CPPIB held $8.6-billion worth of infrastructure investments at the end of 2011, representing 5.6 per cent of the total fund. In addition to the Chilean deal, CPPIB was part of a consortium that paid $3.18-billion for a gas-transport project in Norway. As a result, the fund has significantly bolstered its holdings in this asset class.
And it is hunting for more, said André Bourbonnais, senior vice-president of private investments for CPPIB.
“We’re looking at a number of things – a number of transmission-equipment [projects] whether for gas or electricity; we’re looking also at various ports and airports around the world; we’re looking for opportunities in Europe that may come given that governments are tight financially,” Mr.
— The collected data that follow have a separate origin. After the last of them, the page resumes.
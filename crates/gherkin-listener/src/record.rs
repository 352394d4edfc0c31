//! Records handed to a [`Formatter`](crate::Formatter).

use std::fmt;

use serde::Serialize;

/// A flushed feature header.
#[derive(Debug, Clone, PartialEq, Eq, Serialize)]
pub struct Feature {
    pub comments: Vec<String>,
    pub tags: Vec<String>,
    pub keyword: String,
    pub name: String,
    pub description: String,
    pub line: usize,
    /// Identifier of the document, when the caller supplied one.
    pub uri: Option<String>,
}

/// A flushed background, scenario or scenario outline header.
#[derive(Debug, Clone, PartialEq, Eq, Serialize)]
pub struct Element {
    pub comments: Vec<String>,
    pub tags: Vec<String>,
    pub keyword: String,
    pub name: String,
    pub description: String,
    pub line: usize,
}

/// A flushed examples block with its table.
#[derive(Debug, Clone, PartialEq, Eq, Serialize)]
pub struct Examples {
    pub comments: Vec<String>,
    pub tags: Vec<String>,
    pub keyword: String,
    pub name: String,
    pub description: String,
    pub line: usize,
    pub block: Option<TrailingBlock>,
}

/// A flushed step with its trailing block, if any.
#[derive(Debug, Clone, PartialEq, Eq, Serialize)]
#[non_exhaustive]
pub struct Step {
    pub comments: Vec<String>,
    pub tags: Vec<String>,
    /// Verbatim keyword: `Given`, `And`, `*`, ...
    pub keyword: String,
    pub name: String,
    pub line: usize,
    pub block: Option<TrailingBlock>,
}

/// One table row. Comments are those directly above the row.
#[derive(Debug, Clone, PartialEq, Eq, Serialize)]
pub struct Row {
    pub line: usize,
    pub comments: Vec<String>,
    pub cells: Vec<String>,
}

/// The table or text block that follows a step or examples header.
#[derive(Debug, Clone, PartialEq, Eq, Serialize)]
#[serde(untagged)]
#[non_exhaustive]
pub enum TrailingBlock {
    Table(Vec<Row>),
    /// Content lines joined with `\n`.
    TextBlock(String),
}

/// One formatter call, as captured by the `Vec<Record>` formatter.
#[derive(Debug, Clone, PartialEq, Eq, Serialize)]
#[serde(rename_all = "snake_case")]
pub enum Record {
    Feature(Feature),
    Background(Element),
    Scenario(Element),
    ScenarioOutline(Element),
    Examples(Examples),
    Step(Step),
    Eof,
}

struct List<'a>(&'a [String]);

impl fmt::Display for List<'_> {
    fn fmt(&self, f: &mut fmt::Formatter<'_>) -> fmt::Result {
        f.write_str("[")?;
        for (i, item) in self.0.iter().enumerate() {
            if i > 0 {
                f.write_str(" ")?;
            }
            write!(f, "{item:?}")?;
        }
        f.write_str("]")
    }
}

struct Block<'a>(&'a Option<TrailingBlock>);

impl fmt::Display for Block<'_> {
    fn fmt(&self, f: &mut fmt::Formatter<'_>) -> fmt::Result {
        match self.0 {
            None => f.write_str("nil"),
            Some(TrailingBlock::TextBlock(text)) => write!(f, "(text {text:?})"),
            Some(TrailingBlock::Table(rows)) => {
                f.write_str("(table")?;
                for row in rows {
                    write!(
                        f,
                        " (row {} {} {})",
                        row.line,
                        List(&row.comments),
                        List(&row.cells)
                    )?;
                }
                f.write_str(")")
            }
        }
    }
}

struct Fields<'a>(&'a Element);

impl fmt::Display for Fields<'_> {
    fn fmt(&self, f: &mut fmt::Formatter<'_>) -> fmt::Result {
        let element = self.0;
        write!(
            f,
            "{} {} {:?} {:?} {:?} {}",
            List(&element.comments),
            List(&element.tags),
            element.keyword,
            element.name,
            element.description,
            element.line
        )
    }
}

/// A one-line s-expression, e.g. `(step [] [] "Given" "x" 3 nil)`.
impl fmt::Display for Record {
    fn fmt(&self, f: &mut fmt::Formatter<'_>) -> fmt::Result {
        match self {
            Record::Feature(feature) => {
                write!(
                    f,
                    "(feature {} {} {:?} {:?} {:?} {} ",
                    List(&feature.comments),
                    List(&feature.tags),
                    feature.keyword,
                    feature.name,
                    feature.description,
                    feature.line
                )?;
                match &feature.uri {
                    Some(uri) => write!(f, "{uri:?})"),
                    None => f.write_str("nil)"),
                }
            }
            Record::Background(element) => write!(f, "(background {})", Fields(element)),
            Record::Scenario(element) => write!(f, "(scenario {})", Fields(element)),
            Record::ScenarioOutline(element) => {
                write!(f, "(scenario_outline {})", Fields(element))
            }
            Record::Examples(examples) => write!(
                f,
                "(examples {} {} {:?} {:?} {:?} {} {})",
                List(&examples.comments),
                List(&examples.tags),
                examples.keyword,
                examples.name,
                examples.description,
                examples.line,
                Block(&examples.block)
            ),
            Record::Step(step) => write!(
                f,
                "(step {} {} {:?} {:?} {} {})",
                List(&step.comments),
                List(&step.tags),
                step.keyword,
                step.name,
                step.line,
                Block(&step.block)
            ),
            Record::Eof => f.write_str("(eof)"),
        }
    }
}

#[cfg(test)]
mod tests {
    use super::*;

    fn row(line: usize, comments: &[&str], cells: &[&str]) -> Row {
        Row {
            line,
            comments: comments.iter().map(|c| c.to_string()).collect(),
            cells: cells.iter().map(|c| c.to_string()).collect(),
        }
    }

    #[test]
    fn test_row_serializes_in_field_order() {
        let json = serde_json::to_string(&row(11, &[], &["yo"])).unwrap();
        assert_eq!(json, r#"{"line":11,"comments":[],"cells":["yo"]}"#);
    }

    #[test]
    fn test_trailing_block_serializes_untagged() {
        let table = TrailingBlock::Table(vec![row(14, &["Hello"], &["bro"])]);
        assert_eq!(
            serde_json::to_value(&table).unwrap(),
            serde_json::json!([{"line": 14, "comments": ["Hello"], "cells": ["bro"]}])
        );
        let text = TrailingBlock::TextBlock("a\nb".to_string());
        assert_eq!(serde_json::to_value(&text).unwrap(), serde_json::json!("a\nb"));
    }

    #[test]
    fn test_record_display() {
        let step = Record::Step(Step {
            comments: vec![],
            tags: vec![],
            keyword: "Given".to_string(),
            name: "foo".to_string(),
            line: 10,
            block: Some(TrailingBlock::Table(vec![
                row(11, &[], &["yo"]),
                row(14, &["Hello", "World"], &["bro"]),
            ])),
        });
        assert_eq!(
            step.to_string(),
            r#"(step [] [] "Given" "foo" 10 (table (row 11 [] ["yo"]) (row 14 ["Hello" "World"] ["bro"])))"#
        );

        let feature = Record::Feature(Feature {
            comments: vec!["one".to_string()],
            tags: vec!["@two".to_string()],
            keyword: "Feature".to_string(),
            name: "three".to_string(),
            description: "a\nb".to_string(),
            line: 3,
            uri: None,
        });
        assert_eq!(
            feature.to_string(),
            r#"(feature ["one"] ["@two"] "Feature" "three" "a\nb" 3 nil)"#
        );
        assert_eq!(Record::Eof.to_string(), "(eof)");
    }
}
Bourbonnais said in an interview Thursday.
He said the fund was able to get an exclusive shot at the Chilean deal because of its relationship with investment bankers at Goldman Sachs Group Inc. The deal will see CPPIB pick up a 49.99-per-cent interest in Grupo Costanera, the Chilean toll-road operator, from Italy’s Atlantia Group.
“Given our relationship with Goldman and the initial discussion that we had with Atlantia, we entered into one-on-one discussions with them,” Mr. Bourbonnais said, adding that CPPIB is eager for more deals with the Italian company. “They are the largest toll operator in Italy, and this transaction could lead to other opportunities with them.”
While infrastructure opportunities are attractive, they’re not without risk. Reuters reported this week that a Spanish construction company is suing the Bank of Nova Scotia in the New York State Supreme Court for at least $80-million, accusing the bank of giving it bad advice with respect to a bid to operate a Chilean toll-road project.
The construction company, SA de Obras y Servicios, accuses its advisers at Scotiabank of using the wrong date in calculations to determine how much income it might expect from the project. The company alleges that it and its partner had to withdraw their bid after it determined that they had been awarded a project that was “far riskier, shorter, less profitable, and more difficult to finance than it had believed.”
A Scotiabank representative said the bank will defend itself vigorously in the case and would not comment further because it is before the courts.
Aimco chief executive Leo de Bever said he’s happy with how the fund’s Chilean investments have performed.
“Chile realizes it needs infrastructure and has put in place the right conditions to attract the capital required,” he said.
Editor's note: The original newspaper version of this article and an earlier online version stated that CPPIB had unilaterally paid for a gas-transport project in Norway. This online version has been corrected.